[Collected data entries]
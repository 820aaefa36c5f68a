use crate::model::card::TOTAL_PENALTY;
use crate::model::player::PlayerPosition;
use serde::{Deserialize, Serialize};

/// A match ends once somebody reaches this total.
pub const MATCH_END_THRESHOLD: u32 = 100;

/// Cumulative points per seat. Totals never decrease.
#[derive(Debug, Clone, Copy, PartialEq, Eq, Default, Serialize, Deserialize)]
pub struct ScoreBoard {
    totals: [u32; 4],
}

impl ScoreBoard {
    pub const fn new() -> Self {
        Self { totals: [0; 4] }
    }

    pub const fn from_totals(totals: [u32; 4]) -> Self {
        Self { totals }
    }

    pub fn add_penalty(&mut self, seat: PlayerPosition, points: u32) {
        self.totals[seat.index()] += points;
    }

    pub fn score(&self, seat: PlayerPosition) -> u32 {
        self.totals[seat.index()]
    }

    pub fn standings(&self) -> &[u32; 4] {
        &self.totals
    }

    /// Adds one round's captured points. A shooter adds nothing and every
    /// other seat takes the full 26. Returns the per-seat deltas.
    pub fn apply_round(&mut self, captured: [u8; 4], moonshot: Option<PlayerPosition>) -> [u32; 4] {
        let deltas = match moonshot {
            Some(shooter) => PlayerPosition::LOOP.map(|seat| {
                if seat == shooter {
                    0
                } else {
                    u32::from(TOTAL_PENALTY)
                }
            }),
            None => captured.map(u32::from),
        };

        for seat in PlayerPosition::LOOP {
            self.add_penalty(seat, deltas[seat.index()]);
        }
        deltas
    }

    /// Lowest-scoring seat, if exactly one seat holds the minimum.
    pub fn unique_leader(&self) -> Option<PlayerPosition> {
        let lowest = *self.totals.iter().min()?;
        let mut holders = PlayerPosition::LOOP
            .iter()
            .copied()
            .filter(|seat| self.score(*seat) == lowest);
        match (holders.next(), holders.next()) {
            (Some(seat), None) => Some(seat),
            _ => None,
        }
    }

    pub fn threshold_reached(&self) -> bool {
        self.totals.iter().any(|&total| total >= MATCH_END_THRESHOLD)
    }

    /// The winner once the match is over: somebody has reached the threshold
    /// and the lowest total is held by one seat alone. A shared lowest total
    /// keeps the match going.
    pub fn match_winner(&self) -> Option<PlayerPosition> {
        if !self.threshold_reached() {
            return None;
        }
        self.unique_leader()
    }
}

#[cfg(test)]
mod tests {
    use super::ScoreBoard;
    use crate::model::player::PlayerPosition;

    #[test]
    fn scoreboard_tracks_penalty_points() {
        let mut board = ScoreBoard::new();
        board.add_penalty(PlayerPosition::East, 13);
        assert_eq!(board.score(PlayerPosition::East), 13);
        assert_eq!(board.score(PlayerPosition::North), 0);
    }

    #[test]
    fn apply_round_adds_penalties_normally() {
        let mut board = ScoreBoard::new();
        let deltas = board.apply_round([1, 5, 0, 20], None);
        assert_eq!(deltas, [1, 5, 0, 20]);
        assert_eq!(board.score(PlayerPosition::North), 1);
        assert_eq!(board.score(PlayerPosition::East), 5);
        assert_eq!(board.score(PlayerPosition::West), 20);
    }

    #[test]
    fn shoot_the_moon_awards_opponents() {
        let mut board = ScoreBoard::new();
        let deltas = board.apply_round([26, 0, 0, 0], Some(PlayerPosition::North));
        assert_eq!(deltas.iter().sum::<u32>(), 78);
        assert_eq!(board.score(PlayerPosition::North), 0);
        assert_eq!(board.score(PlayerPosition::East), 26);
        assert_eq!(board.score(PlayerPosition::South), 26);
        assert_eq!(board.score(PlayerPosition::West), 26);
    }

    #[test]
    fn no_winner_below_threshold() {
        let board = ScoreBoard::from_totals([99, 10, 20, 30]);
        assert_eq!(board.match_winner(), None);
    }

    #[test]
    fn unique_lowest_wins_once_threshold_crossed() {
        let board = ScoreBoard::from_totals([101, 85, 92, 92]);
        assert_eq!(board.match_winner(), Some(PlayerPosition::East));
    }

    #[test]
    fn unique_lowest_wins_even_when_others_tie_at_threshold() {
        let board = ScoreBoard::from_totals([100, 100, 90, 110]);
        assert_eq!(board.match_winner(), Some(PlayerPosition::South));
    }

    #[test]
    fn tied_lowest_continues_match() {
        let board = ScoreBoard::from_totals([104, 60, 60, 90]);
        assert!(board.threshold_reached());
        assert_eq!(board.match_winner(), None);
    }
}
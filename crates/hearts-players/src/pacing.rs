use async_trait::async_trait;
use hearts_engine::game::{PassContext, PlayContext, Strategy, StrategyError};
use hearts_engine::model::card::Card;
use std::time::Duration;

/// Holds each card decision back by a fixed delay so a watcher can follow the trick.
pub struct Paced<S> {
    inner: S,
    delay: Duration,
}

impl<S> Paced<S> {
    pub fn new(inner: S, delay: Duration) -> Self {
        Self { inner, delay }
    }

    pub fn into_inner(self) -> S {
        self.inner
    }
}

#[async_trait]
impl<S: Strategy> Strategy for Paced<S> {
    async fn pass_three_cards(&mut self, ctx: PassContext<'_>) -> Result<[Card; 3], StrategyError> {
        self.inner.pass_three_cards(ctx).await
    }

    async fn select_card_for_trick(&mut self, ctx: PlayContext<'_>) -> Result<Card, StrategyError> {
        let card = self.inner.select_card_for_trick(ctx).await?;
        if !self.delay.is_zero() {
            tokio::time::sleep(self.delay).await;
        }
        Ok(card)
    }
}

#[cfg(test)]
mod tests {
    use super::Paced;
    use crate::cautious::CautiousPlayer;
    use hearts_engine::game::{PlayContext, Strategy};
    use hearts_engine::model::card::Card;
    use hearts_engine::model::hand::Hand;
    use hearts_engine::model::player::PlayerPosition;
    use hearts_engine::model::trick::Trick;
    use std::time::Duration;
    use tokio::time::Instant;

    #[tokio::test(start_paused = true)]
    async fn waits_after_choosing_a_card() {
        let mut player = Paced::new(CautiousPlayer::new(Some(1)), Duration::from_millis(1_000));
        let hand = Hand::with_cards(vec![Card::TWO_OF_CLUBS]);
        let names = ["a", "b", "c", "d"].map(String::from);
        let piles: [Vec<Card>; 4] = Default::default();
        let trick = Trick::new(PlayerPosition::North);
        let legal = [Card::TWO_OF_CLUBS];

        let started = Instant::now();
        let card = player
            .select_card_for_trick(PlayContext {
                seat: PlayerPosition::North,
                names: &names,
                hand: &hand,
                legal: &legal,
                trick: &trick,
                captured: &piles,
                trick_index: 0,
                hearts_broken: false,
            })
            .await
            .unwrap();

        assert_eq!(card, Card::TWO_OF_CLUBS);
        assert!(started.elapsed() >= Duration::from_millis(1_000));
    }
}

EXERCISE DIRECTIONS: Using the entries above, return each line in which the word "struct" occurs.

RESPONSE BELOW:
pub struct ScoreBoard {
pub struct Paced<S> {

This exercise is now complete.